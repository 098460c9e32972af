//! SVG document builder.

use crate::RenderError;
use kurbo::{BezPath, Point, Rect};
use peniko::{Color, Fill};
use petalbox_core::{Shape, ShapeStyle};
use std::path::Path;

/// Stroke width for color-cycling rings.
const RING_STROKE_WIDTH: f64 = 2.0;

/// Accumulates drawing elements and serializes them as a standalone
/// SVG document. Elements paint in insertion order.
#[derive(Debug, Clone)]
pub struct SvgDocument {
    width: f64,
    height: f64,
    body: String,
}

impl SvgDocument {
    pub fn new(width: f64, height: f64) -> Self {
        Self {
            width,
            height,
            body: String::new(),
        }
    }

    /// Paint the whole canvas with one color, under everything added
    /// later.
    pub fn background(&mut self, color: Color) {
        let (hex, opacity) = hex_color(color);
        self.body.push_str(&format!(
            "  <rect width=\"{}\" height=\"{}\" fill=\"{hex}\"{}/>\n",
            fmt(self.width),
            fmt(self.height),
            opacity_attr("fill-opacity", opacity),
        ));
    }

    /// Fill a path under the given fill rule.
    pub fn fill_path(&mut self, path: &BezPath, color: Color, rule: Fill) {
        let (hex, opacity) = hex_color(color);
        let rule = match rule {
            Fill::NonZero => "nonzero",
            Fill::EvenOdd => "evenodd",
        };
        self.body.push_str(&format!(
            "  <path d=\"{}\" fill=\"{hex}\" fill-rule=\"{rule}\"{}/>\n",
            path.to_svg(),
            opacity_attr("fill-opacity", opacity),
        ));
    }

    /// Stroke a path outline.
    pub fn stroke_path(&mut self, path: &BezPath, color: Color, width: f64) {
        let (hex, opacity) = hex_color(color);
        self.body.push_str(&format!(
            "  <path d=\"{}\" fill=\"none\" stroke=\"{hex}\" stroke-width=\"{}\"{}/>\n",
            path.to_svg(),
            fmt(width),
            opacity_attr("stroke-opacity", opacity),
        ));
    }

    /// Fill a circle, optionally compositing with screen blending so
    /// overlapping circles sum their light.
    pub fn fill_circle(&mut self, center: Point, radius: f64, color: Color, blend_screen: bool) {
        let (hex, opacity) = hex_color(color);
        let blend = if blend_screen {
            " style=\"mix-blend-mode:screen\""
        } else {
            ""
        };
        self.body.push_str(&format!(
            "  <circle cx=\"{}\" cy=\"{}\" r=\"{}\" fill=\"{hex}\"{}{blend}/>\n",
            fmt(center.x),
            fmt(center.y),
            fmt(radius),
            opacity_attr("fill-opacity", opacity),
        ));
    }

    /// Stroke a circle outline.
    pub fn stroke_circle(&mut self, center: Point, radius: f64, color: Color, width: f64) {
        let (hex, opacity) = hex_color(color);
        self.body.push_str(&format!(
            "  <circle cx=\"{}\" cy=\"{}\" r=\"{}\" fill=\"none\" stroke=\"{hex}\" \
             stroke-width=\"{}\"{}/>\n",
            fmt(center.x),
            fmt(center.y),
            fmt(radius),
            fmt(width),
            opacity_attr("stroke-opacity", opacity),
        ));
    }

    /// Draw a shape inside `rect` with the given style.
    ///
    /// The color-cycling circle ignores the style's colors: its rings
    /// carry their own stroke colors from the hue cycle.
    pub fn render_shape(&mut self, shape: &Shape, rect: Rect, style: &ShapeStyle) {
        if let Shape::ColorCyclingCircle(circle) = shape {
            for ring in circle.rings() {
                let radius = petalbox_core::ColorCyclingCircle::ring_radius(rect, ring.inset);
                self.stroke_circle(rect.center(), radius, ring.color, RING_STROKE_WIDTH);
            }
            return;
        }

        let path = shape.path_in(rect);
        if let Some(fill) = style.fill() {
            self.fill_path(&path, fill, style.fill_rule.into());
        }
        if let Some(stroke) = style.stroke() {
            self.stroke_path(&path, stroke, style.stroke_width);
        }
    }

    /// Serialize the accumulated elements as an SVG document.
    pub fn finish(&self) -> String {
        format!(
            "<svg xmlns=\"http://www.w3.org/2000/svg\" width=\"{w}\" height=\"{h}\" \
             viewBox=\"0 0 {w} {h}\">\n{body}</svg>\n",
            w = fmt(self.width),
            h = fmt(self.height),
            body = self.body,
        )
    }

    /// Write the document to `path`.
    pub fn write_to_file(&self, path: &Path) -> Result<(), RenderError> {
        log::debug!("writing svg to {}", path.display());
        std::fs::write(path, self.finish())?;
        Ok(())
    }
}

/// Split a color into an opaque `#rrggbb` string and an alpha in
/// [0, 1].
fn hex_color(color: Color) -> (String, f64) {
    let rgba = color.to_rgba8();
    (
        format!("#{:02x}{:02x}{:02x}", rgba.r, rgba.g, rgba.b),
        rgba.a as f64 / 255.0,
    )
}

/// Emit an opacity attribute only when it changes anything.
fn opacity_attr(name: &str, opacity: f64) -> String {
    if opacity < 1.0 {
        format!(" {name}=\"{}\"", fmt(opacity))
    } else {
        String::new()
    }
}

/// Trim trailing zeros so coordinates stay readable.
fn fmt(value: f64) -> String {
    let text = format!("{value:.3}");
    let text = text.trim_end_matches('0').trim_end_matches('.');
    if text.is_empty() || text == "-" {
        "0".to_string()
    } else {
        text.to_string()
    }
}

#[cfg(test)]
mod tests {
    use super::*;
    use petalbox_core::{Checkerbox, ColorCyclingCircle, FillRule, Flower, Triangle};

    const RECT: Rect = Rect::new(0.0, 0.0, 300.0, 300.0);

    #[test]
    fn test_document_structure() {
        let mut doc = SvgDocument::new(300.0, 300.0);
        doc.background(Color::from_rgba8(0, 0, 0, 255));
        let output = doc.finish();
        assert!(output.starts_with("<svg xmlns"));
        assert!(output.contains("viewBox=\"0 0 300 300\""));
        assert!(output.contains("fill=\"#000000\""));
        assert!(output.trim_end().ends_with("</svg>"));
    }

    #[test]
    fn test_fill_rule_attribute() {
        let mut doc = SvgDocument::new(300.0, 300.0);
        let flower = Shape::Flower(Flower::default());
        let style = ShapeStyle::filled(Color::from_rgba8(0, 0, 255, 255))
            .with_fill_rule(FillRule::EvenOdd);
        doc.render_shape(&flower, RECT, &style);
        assert!(doc.finish().contains("fill-rule=\"evenodd\""));
    }

    #[test]
    fn test_color_rings_render_as_stroked_circles() {
        let mut doc = SvgDocument::new(300.0, 300.0);
        let circle = Shape::ColorCyclingCircle(ColorCyclingCircle::new(0.0, 5).unwrap());
        doc.render_shape(&circle, RECT, &ShapeStyle::default());
        let output = doc.finish();
        assert_eq!(output.matches("<circle").count(), 5);
        assert!(output.contains("stroke-width=\"2\""));
        // Outermost ring is red at amount 0.
        assert!(output.contains("stroke=\"#ff0000\""));
    }

    #[test]
    fn test_blend_mode_attribute() {
        let mut doc = SvgDocument::new(300.0, 300.0);
        doc.fill_circle(
            Point::new(150.0, 150.0),
            100.0,
            Color::from_rgba8(255, 0, 0, 255),
            true,
        );
        assert!(doc.finish().contains("mix-blend-mode:screen"));
    }

    #[test]
    fn test_filled_and_stroked_shape_emits_both() {
        let mut doc = SvgDocument::new(300.0, 300.0);
        let style = ShapeStyle {
            stroke_width: 3.0,
            fill_color: Some(Color::from_rgba8(255, 255, 255, 128).into()),
            ..ShapeStyle::default()
        };
        doc.render_shape(&Shape::Triangle(Triangle::new()), RECT, &style);
        let output = doc.finish();
        assert!(output.contains("stroke=\"#000000\""));
        assert!(output.contains("fill-opacity=\"0.502\""));
    }

    #[test]
    fn test_checkerbox_path_has_one_sub_path_per_cell() {
        let mut doc = SvgDocument::new(300.0, 300.0);
        let checkerbox = Shape::Checkerbox(Checkerbox::new(2, 2).unwrap());
        doc.render_shape(
            &checkerbox,
            RECT,
            &ShapeStyle::filled(Color::from_rgba8(0, 0, 0, 255)),
        );
        let output = doc.finish();
        let d_start = output.find("d=\"").unwrap();
        let d_end = output[d_start + 3..].find('"').unwrap();
        let data = &output[d_start + 3..d_start + 3 + d_end];
        assert_eq!(data.matches('M').count(), 2);
    }

    #[test]
    fn test_write_to_file() {
        let dir = tempfile::tempdir().unwrap();
        let path = dir.path().join("triangle.svg");

        let mut doc = SvgDocument::new(100.0, 100.0);
        doc.render_shape(
            &Shape::Triangle(Triangle::new()),
            Rect::new(0.0, 0.0, 100.0, 100.0),
            &ShapeStyle::default(),
        );
        doc.write_to_file(&path).unwrap();

        let written = std::fs::read_to_string(&path).unwrap();
        assert_eq!(written, doc.finish());
    }
}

> **TASK DETAILS**: For every line of the entries holding the string "written", add one to a tally; give the final figure only.

> **RESPONSE TO THIS TASK**: 2